## What the task requires:
Restate, word for word, the lines from the opening line of the data through the line containing "fn vec3() ->", both included, and nothing else.

## Collected data:
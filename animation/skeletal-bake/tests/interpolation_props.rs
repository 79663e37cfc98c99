//! Property checks for keyframe sampling

use glam::{Quat, Vec3};
use proptest::prelude::*;
use skeletal_bake::KeyframeWrap;
use skeletal_bake::animation::{QuatKey, VectorKey, sample_keys};

fn vec3() -> impl Strategy<Value = Vec3> {
    (-100.0f32..100.0, -100.0f32..100.0, -100.0f32..100.0).prop_map(|(x, y, z)| Vec3::new(x, y, z))
}

fn rotation() -> impl Strategy<Value = Quat> {
    (vec3(), -3.0f32..3.0).prop_map(|(axis, angle)| {
        let axis = axis.try_normalize().unwrap_or(Vec3::Y);
        Quat::from_axis_angle(axis, angle)
    })
}

proptest! {
    #[test]
    fn vector_sample_stays_between_keys(
        a in vec3(),
        b in vec3(),
        start in 0.0f64..50.0,
        span in 0.5f64..50.0,
        fraction in 0.0f64..=1.0,
    ) {
        let keys = [VectorKey::new(start, a), VectorKey::new(start + span, b)];
        let value: Vec3 = sample_keys(&keys, start + span * fraction, KeyframeWrap::Wrap).unwrap();

        let lo = a.min(b) - Vec3::splat(1e-3);
        let hi = a.max(b) + Vec3::splat(1e-3);
        prop_assert!(value.cmpge(lo).all() && value.cmple(hi).all(), "{value} outside {a}..{b}");
    }

    #[test]
    fn rotation_sample_is_unit(
        a in rotation(),
        b in rotation(),
        fraction in 0.0f64..=1.0,
    ) {
        let keys = [QuatKey::new(0.0, a), QuatKey::new(10.0, b)];
        let value: Quat = sample_keys(&keys, 10.0 * fraction, KeyframeWrap::Wrap).unwrap();
        prop_assert!((value.length() - 1.0).abs() < 1e-4);
    }

    #[test]
    fn wrap_and_clamp_agree_on_sorted_keys(
        a in vec3(),
        b in vec3(),
        c in vec3(),
        time in -10.0f64..40.0,
    ) {
        let keys = [
            VectorKey::new(0.0, a),
            VectorKey::new(10.0, b),
            VectorKey::new(25.0, c),
        ];
        let wrapped: Vec3 = sample_keys(&keys, time, KeyframeWrap::Wrap).unwrap();
        let clamped: Vec3 = sample_keys(&keys, time, KeyframeWrap::Clamp).unwrap();
        prop_assert!((wrapped - clamped).length() < 1e-4);
    }
}
//! Node hierarchy walk producing per-bone skinning matrices
//!
//! The baker composes every node's local transform with its parent's
//! accumulated transform, then maps nodes that are registered bones into
//! skinning space:
//!
//! ```text
//! accumulated = parent_accumulated * local
//! skinning    = inverse(root_bind) * accumulated * bone_offset
//! ```
//!
//! Matrices use glam's column-vector convention, so the products read right
//! to left: offset first, root inverse last.

use std::collections::HashMap;

use glam::Mat4;
use log::{trace, warn};

use super::channel::NodeAnimChannel;
use super::interpolation::local_transform;
use crate::config::KeyframeWrap;
use crate::error::{BakeError, Result};
use crate::scene::NodeTree;
use crate::skeleton::Skeleton;

/// Per-node lookups resolved once per clip
#[derive(Debug, Clone, Copy, Default)]
struct NodeBinding {
    channel: Option<usize>,
    bone: Option<usize>,
}

/// Computes one frame of bone matrices for a clip
///
/// Holds only shared references plus precomputed lookups, so a single baker
/// can serve several worker threads as long as each brings its own output
/// and scratch buffers.
#[derive(Debug)]
pub struct HierarchyBaker<'a> {
    animation: &'a str,
    nodes: &'a NodeTree,
    skeleton: &'a Skeleton,
    channels: &'a [NodeAnimChannel],
    bindings: Vec<NodeBinding>,
    root_inverse: Mat4,
    output_rate: f64,
    ticks_per_second: f64,
    wrap: KeyframeWrap,
}

impl<'a> HierarchyBaker<'a> {
    /// Prepare a baker for one clip
    ///
    /// Fails if the root node's bind transform cannot be inverted.
    pub fn new(
        animation: &'a str,
        nodes: &'a NodeTree,
        skeleton: &'a Skeleton,
        channels: &'a [NodeAnimChannel],
        output_rate: f64,
        ticks_per_second: f64,
        wrap: KeyframeWrap,
    ) -> Result<Self> {
        let root_inverse = invert_root(animation, nodes.root_transform())?;

        // First channel for a node name wins
        let mut channel_lookup: HashMap<&str, usize> = HashMap::with_capacity(channels.len());
        for (index, channel) in channels.iter().enumerate() {
            channel_lookup
                .entry(channel.node_name.as_str())
                .or_insert(index);
        }

        let bindings: Vec<NodeBinding> = nodes
            .iter()
            .map(|(_, node)| NodeBinding {
                channel: channel_lookup.get(node.name.as_str()).copied(),
                bone: skeleton.bone_index(&node.name),
            })
            .collect();

        for bone in skeleton.bones() {
            if nodes.find(&bone.name).is_none() {
                warn!(
                    "Animation '{}': bone '{}' has no node in the hierarchy, it keeps the identity matrix",
                    animation, bone.name
                );
            }
        }

        Ok(Self {
            animation,
            nodes,
            skeleton,
            channels,
            bindings,
            root_inverse,
            output_rate,
            ticks_per_second,
            wrap,
        })
    }

    /// Number of matrices written per frame
    pub fn bone_count(&self) -> usize {
        self.skeleton.bone_count()
    }

    /// Clip time in ticks for an output frame
    pub fn frame_time(&self, frame: usize) -> f64 {
        frame as f64 / self.output_rate * self.ticks_per_second
    }

    /// Bake one frame into `out`, allocating its own scratch space
    pub fn bake_frame(&self, frame: usize, out: &mut [Mat4]) -> Result<()> {
        let mut scratch = Vec::with_capacity(self.nodes.len());
        self.bake_frame_with_scratch(frame, out, &mut scratch)
    }

    /// Bake one frame into `out`.
    ///
    /// `out` must hold exactly [`bone_count`](Self::bone_count) matrices,
    /// otherwise [`BakeError::FrameBufferSize`] is returned. It is reset to
    /// identity first, so bones that no node maps to stay at
    /// identity. `scratch` holds the accumulated node transforms and can be
    /// reused between frames.
    pub fn bake_frame_with_scratch(
        &self,
        frame: usize,
        out: &mut [Mat4],
        scratch: &mut Vec<Mat4>,
    ) -> Result<()> {
        let expected = self.skeleton.bone_count();
        if out.len() != expected {
            return Err(BakeError::FrameBufferSize {
                expected,
                actual: out.len(),
            });
        }
        out.fill(Mat4::IDENTITY);

        let time = self.frame_time(frame);
        trace!(
            "Animation '{}': baking frame {} at tick {:.3}",
            self.animation, frame, time
        );

        scratch.clear();
        scratch.reserve(self.nodes.len());

        // Pre-order arena: a parent's accumulated transform is always ready
        // before its children are visited.
        for ((_, node), binding) in self.nodes.iter().zip(&self.bindings) {
            let local = match binding.channel {
                Some(index) => local_transform(&self.channels[index], time, self.wrap),
                None => node.transform,
            };

            let parent = node
                .parent
                .and_then(|p| scratch.get(p.index()).copied())
                .unwrap_or(Mat4::IDENTITY);
            let accumulated = parent * local;
            scratch.push(accumulated);

            if let Some(bone_index) = binding.bone {
                if let (Some(bone), Some(slot)) =
                    (self.skeleton.bone(bone_index), out.get_mut(bone_index))
                {
                    // Last writer wins if two nodes share a bone name
                    *slot = self.root_inverse * accumulated * bone.offset;
                }
            }
        }

        if let Some(bone) = out.iter().position(|m| !m.is_finite()) {
            return Err(BakeError::NonFiniteMatrix {
                animation: self.animation.to_string(),
                frame,
                bone,
            });
        }

        Ok(())
    }
}

/// Invert the root bind transform, rejecting singular matrices
fn invert_root(animation: &str, root: Mat4) -> Result<Mat4> {
    let determinant = root.determinant();
    if !determinant.is_finite() || determinant.abs() <= f32::MIN_POSITIVE {
        return Err(BakeError::SingularRootTransform {
            animation: animation.to_string(),
            determinant,
        });
    }

    let inverse = root.inverse();
    if !inverse.is_finite() {
        return Err(BakeError::SingularRootTransform {
            animation: animation.to_string(),
            determinant,
        });
    }

    Ok(inverse)
}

## Output for this exercise:
filename animation/skeletal-bake/tests/interpolation_props.rs
repository 79663e37cfc98c99
//! Property checks for keyframe sampling

use glam::{Quat, Vec3};
use proptest::prelude::*;
use skeletal_bake::KeyframeWrap;
use skeletal_bake::animation::{QuatKey, VectorKey, sample_keys};

fn vec3() -> impl Strategy<Value = Vec3> {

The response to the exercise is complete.